Finishing of model aircraft engines


(1998)

I play with model aircraft engines. Design,build and race them. The latest technology has a alum piston running in a hard chrome plated alum cylinder.Some years ago I did plate my own cylinders using the double zincate method, it worked after a fashion, when I did not get blisters.

BTW the alum contained 12% Si which did not make life any easier.In the meanwhile I have had a commercial outfit do the chroming for me but delivery is getting a problem,12-18 weeks. I would like to try again, I still have my notes from before but I would like you to tell me if there has been any developments in the intervening years.

I have a recipe from the Russians which in addition to the Cr03 uses Na2W04 and H3P04 ? i.e., plating tungsten chrome, do you have any comments.

Thank you.

Brian Fairey
- Canada


(1997)

Not a lot has changed. You left some steps out of your process, or you could expect problems. It is not cost effective to maintain a mini plating line for one or two now and then. If you are really hung up on it, I will look over your process and make comments.

Have you tried low phosphorous electroless nickel. Contact Dave Groves thru Enthone-Omi. He races model boats very competitively and you might be able to trade information and work. He is a salesman based out of TN.

James Watts
- Navarre, Florida


(1998)

I HAVE BEEN CHROMING CYLINDERS FOR A WHILE NOW AND HAVE THE PROCESS SETUP DOWN PAT.
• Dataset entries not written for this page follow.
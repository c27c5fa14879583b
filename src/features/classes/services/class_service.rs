use sqlx::PgPool;
use uuid::Uuid;

use crate::core::error::{AppError, Result};
use crate::features::attendance::dtos::{
    AttendanceFilter, AttendanceResponseDto, AttendanceStatisticsDto, DailyTallyDto,
};
use crate::features::attendance::services::fetch_records;
use crate::features::classes::dtos::{
    ClassAttendanceSummaryDto, ClassPayloadDto, ClassResponseDto,
};
use crate::features::classes::models::Class;

pub const DUPLICATE_CLASS_MESSAGE: &str = "Class with this name and subject already exists";
pub const CLASS_IN_USE_MESSAGE: &str = "Cannot delete class with existing attendance records";

const LIST_OPERATION: &str = "Error fetching classes";
const GET_OPERATION: &str = "Error fetching class";
const CREATE_OPERATION: &str = "Error creating class";
const UPDATE_OPERATION: &str = "Error updating class";
const DELETE_OPERATION: &str = "Error deleting class";
const SUMMARY_OPERATION: &str = "Error fetching attendance summary";

fn not_found() -> AppError {
    AppError::NotFound("Class not found".to_string())
}

/// Service for classes and per-class attendance summaries
pub struct ClassService {
    pool: PgPool,
}

impl ClassService {
    pub fn new(pool: PgPool) -> Self {
        Self { pool }
    }

    /// List all classes, newest first
    pub async fn list(&self) -> Result<Vec<ClassResponseDto>> {
        let classes = sqlx::query_as::<_, Class>(
            r#"
            SELECT id, name, subject, teacher, created_at, updated_at
            FROM classes
            ORDER BY created_at DESC
            "#,
        )
        .fetch_all(&self.pool)
        .await
        .map_err(AppError::database(LIST_OPERATION))?;

        Ok(classes.into_iter().map(|c| c.into()).collect())
    }

    /// Get class by ID
    pub async fn get_by_id(&self, id: Uuid) -> Result<ClassResponseDto> {
        self.find(id, GET_OPERATION)
            .await?
            .map(|c| c.into())
            .ok_or_else(not_found)
    }

    /// Create a class; the (name, subject) pair must be unused
    pub async fn create(&self, dto: ClassPayloadDto) -> Result<ClassResponseDto> {
        if self.pair_taken(&dto, None, CREATE_OPERATION).await? {
            return Err(AppError::Conflict(DUPLICATE_CLASS_MESSAGE.to_string()));
        }

        let class = sqlx::query_as::<_, Class>(
            r#"
            INSERT INTO classes (id, name, subject, teacher)
            VALUES ($1, $2, $3, $4)
            RETURNING id, name, subject, teacher, created_at, updated_at
            "#,
        )
        .bind(Uuid::now_v7())
        .bind(&dto.name)
        .bind(&dto.subject)
        .bind(&dto.teacher)
        .fetch_one(&self.pool)
        .await
        .map_err(|e| AppError::from_write_error(e, CREATE_OPERATION, DUPLICATE_CLASS_MESSAGE))?;

        tracing::info!(
            "Class created: id={}, name={}, subject={}",
            class.id,
            class.name,
            class.subject
        );

        Ok(class.into())
    }

    /// Replace a class; the (name, subject) pair must not belong to another class
    pub async fn update(&self, id: Uuid, dto: ClassPayloadDto) -> Result<ClassResponseDto> {
        if self.pair_taken(&dto, Some(id), UPDATE_OPERATION).await? {
            return Err(AppError::Conflict(DUPLICATE_CLASS_MESSAGE.to_string()));
        }

        let class = sqlx::query_as::<_, Class>(
            r#"
            UPDATE classes
            SET name = $1, subject = $2, teacher = $3, updated_at = NOW()
            WHERE id = $4
            RETURNING id, name, subject, teacher, created_at, updated_at
            "#,
        )
        .bind(&dto.name)
        .bind(&dto.subject)
        .bind(&dto.teacher)
        .bind(id)
        .fetch_optional(&self.pool)
        .await
        .map_err(|e| AppError::from_write_error(e, UPDATE_OPERATION, DUPLICATE_CLASS_MESSAGE))?
        .ok_or_else(not_found)?;

        tracing::info!("Class updated: id={}", class.id);

        Ok(class.into())
    }

    /// Delete a class that has no attendance records
    pub async fn delete(&self, id: Uuid) -> Result<()> {
        let references =
            sqlx::query_scalar::<_, i64>("SELECT COUNT(*) FROM attendance WHERE class_id = $1")
                .bind(id)
                .fetch_one(&self.pool)
                .await
                .map_err(AppError::database(DELETE_OPERATION))?;

        if references > 0 {
            return Err(AppError::Conflict(CLASS_IN_USE_MESSAGE.to_string()));
        }

        let result = sqlx::query("DELETE FROM classes WHERE id = $1")
            .bind(id)
            .execute(&self.pool)
            .await
            .map_err(|e| AppError::from_write_error(e, DELETE_OPERATION, CLASS_IN_USE_MESSAGE))?;

        if result.rows_affected() == 0 {
            return Err(not_found());
        }

        tracing::info!("Class deleted: id={}", id);
        Ok(())
    }

    /// A class with all attendance marks (joined with student), the overall
    /// summary and per-day tallies
    pub async fn attendance_summary(&self, id: Uuid) -> Result<ClassAttendanceSummaryDto> {
        let class = self
            .find(id, SUMMARY_OPERATION)
            .await?
            .ok_or_else(not_found)?;

        let records = fetch_records(&self.pool, &AttendanceFilter::for_class(id))
            .await
            .map_err(AppError::database(SUMMARY_OPERATION))?;

        let summary = AttendanceStatisticsDto::from_statuses(records.iter().map(|r| r.status));
        let daily_summary =
            DailyTallyDto::bucket_by_date(records.iter().map(|r| (r.date, r.status)));

        Ok(ClassAttendanceSummaryDto {
            class: class.into(),
            attendance: records.into_iter().map(AttendanceResponseDto::from).collect(),
            summary,
            daily_summary,
        })
    }

    async fn find(&self, id: Uuid, operation: &'static str) -> Result<Option<Class>> {
        sqlx::query_as::<_, Class>(
            r#"
            SELECT id, name, subject, teacher, created_at, updated_at
            FROM classes
            WHERE id = $1
            "#,
        )
        .bind(id)
        .fetch_optional(&self.pool)
        .await
        .map_err(AppError::database(operation))
    }

    /// Whether another class already uses this (name, subject) pair
    async fn pair_taken(
        &self,
        dto: &ClassPayloadDto,
        exclude: Option<Uuid>,
        operation: &'static str,
    ) -> Result<bool> {
        sqlx::query_scalar::<_, bool>(
            r#"
            SELECT EXISTS(
                SELECT 1 FROM classes
                WHERE name = $1 AND subject = $2
                  AND ($3::uuid IS NULL OR id <> $3)
            )
            "#,
        )
        .bind(&dto.name)
        .bind(&dto.subject)
        .bind(exclude)
        .fetch_one(&self.pool)
        .await
        .map_err(AppError::database(operation))
    }
}

#[cfg(test)]
mod tests {
    use super::*;
    use crate::features::attendance::dtos::AttendanceMark;
    use crate::features::attendance::models::AttendanceStatus;
    use crate::features::attendance::AttendanceService;
    use crate::features::students::dtos::StudentPayloadDto;
    use crate::features::students::StudentService;
    use crate::shared::test_helpers::{test_pool, unique_suffix};
    use chrono::NaiveDate;

    fn payload(subject: &str) -> ClassPayloadDto {
        ClassPayloadDto {
            name: format!("Grade 10 {}", unique_suffix()),
            subject: subject.to_string(),
            teacher: "Mrs. Das".to_string(),
        }
    }

    #[tokio::test]
    async fn test_duplicate_pair_conflicts_but_same_name_other_subject_is_fine() {
        let Some(pool) = test_pool().await else {
            return;
        };
        let service = ClassService::new(pool);

        let first = service.create(payload("Maths")).await.unwrap();

        let same_pair = ClassPayloadDto {
            name: first.name.clone(),
            subject: "Maths".to_string(),
            teacher: "Someone Else".to_string(),
        };
        assert!(matches!(
            service.create(same_pair).await,
            Err(AppError::Conflict(ref m)) if m == DUPLICATE_CLASS_MESSAGE
        ));

        let other_subject = ClassPayloadDto {
            name: first.name.clone(),
            subject: "Chemistry".to_string(),
            teacher: "Mrs. Das".to_string(),
        };
        service.create(other_subject).await.unwrap();
    }

    #[tokio::test]
    async fn test_update_to_other_pair_conflicts_and_own_pair_succeeds() {
        let Some(pool) = test_pool().await else {
            return;
        };
        let service = ClassService::new(pool);

        let a = service.create(payload("Biology")).await.unwrap();
        let b = service.create(payload("Biology")).await.unwrap();

        let take_a = ClassPayloadDto {
            name: a.name.clone(),
            subject: a.subject.clone(),
            teacher: b.teacher.clone(),
        };
        assert!(matches!(
            service.update(b.id, take_a).await,
            Err(AppError::Conflict(_))
        ));

        let keep_own = ClassPayloadDto {
            name: b.name.clone(),
            subject: b.subject.clone(),
            teacher: "Mr. Menon".to_string(),
        };
        let updated = service.update(b.id, keep_own).await.unwrap();
        assert_eq!(updated.teacher, "Mr. Menon");
    }

    #[tokio::test]
    async fn test_summary_buckets_by_day_and_blocks_delete() {
        let Some(pool) = test_pool().await else {
            return;
        };
        let service = ClassService::new(pool.clone());
        let students = StudentService::new(pool.clone());
        let attendance = AttendanceService::new(pool.clone());

        let class = service.create(payload("Geography")).await.unwrap();

        let mut student_ids = Vec::new();
        for _ in 0..2 {
            let suffix = unique_suffix();
            let student = students
                .create(StudentPayloadDto {
                    name: "Ravi Kumar".to_string(),
                    roll_number: format!("R-{}", suffix),
                    class_label: "10-B".to_string(),
                    email: format!("ravi{}@school.edu", suffix),
                })
                .await
                .unwrap();
            student_ids.push(student.id);
        }

        let day = NaiveDate::from_ymd_opt(2025, 2, 3).unwrap();
        let next_day = NaiveDate::from_ymd_opt(2025, 2, 4).unwrap();
        for (student_id, date, status) in [
            (student_ids[0], day, AttendanceStatus::Present),
            (student_ids[1], day, AttendanceStatus::Absent),
            (student_ids[0], next_day, AttendanceStatus::Late),
        ] {
            attendance
                .create(AttendanceMark {
                    student_id,
                    class_id: class.id,
                    date,
                    status,
                })
                .await
                .unwrap();
        }

        let summary = service.attendance_summary(class.id).await.unwrap();
        assert_eq!(summary.attendance.len(), 3);
        assert_eq!(summary.attendance[0].date, next_day);
        assert_eq!(summary.summary, AttendanceStatisticsDto::from_counts(1, 1, 1));
        assert_eq!(summary.summary.percentage, 66.67);

        let first_day = summary.daily_summary["2025-02-03"];
        assert_eq!((first_day.present, first_day.absent, first_day.total), (1, 1, 2));
        assert_eq!(summary.daily_summary["2025-02-04"].late, 1);

        assert!(matches!(
            service.delete(class.id).await,
            Err(AppError::Conflict(ref m)) if m == CLASS_IN_USE_MESSAGE
        ));
    }

    #[tokio::test]
    async fn test_delete_unreferenced_class() {
        let Some(pool) = test_pool().await else {
            return;
        };
        let service = ClassService::new(pool);

        let class = service.create(payload("Art")).await.unwrap();
        service.delete(class.id).await.unwrap();

        assert!(matches!(
            service.get_by_id(class.id).await,
            Err(AppError::NotFound(_))
        ));
        assert!(matches!(
            service.attendance_summary(class.id).await,
            Err(AppError::NotFound(_))
        ));
    }
}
First: Let's look at a brass cylinder to be chromed --

WD-40 5 gallons

You will need a power supply with adjustable voltage capable of up to 10A supply. clean the part with rubber protective gloves [linked by editor to product info at Amazon] on, using washing up liquid. Rinse. Mix up about 1 litre of water with .5-1 oz of Drano [linked by editor to product info at Amazon] (Sodium Hydroxide). suspend the cylinder in a stainless steel container and fill with this mix until the part is submerged. connect the positive cable to the container and the negative to the part. wind up the power until the part is free gassing (this should require .1 - 1A do not over power as this will cause local burning) for 2 minutes. remove and rinse. mix 100-1 mix of Cr03 to distilled water exactly. in a plastic container fill with Cr03 mix and heat with fish tank heater to 45-50 °C.

Make anodes out of lead, at least 50% larger than the surface area of the part. Space Anodes equally around part. connect neg. to part and positive to anodes(connect anodes together electrically if more than one) and pass .75A per sq/inch of cylinder area and leave in bath for 3-4 hours. Make sure gentle stream of bubbles agitates the part in the bath from underneath using a fish tank air pump with a restricter valve attached.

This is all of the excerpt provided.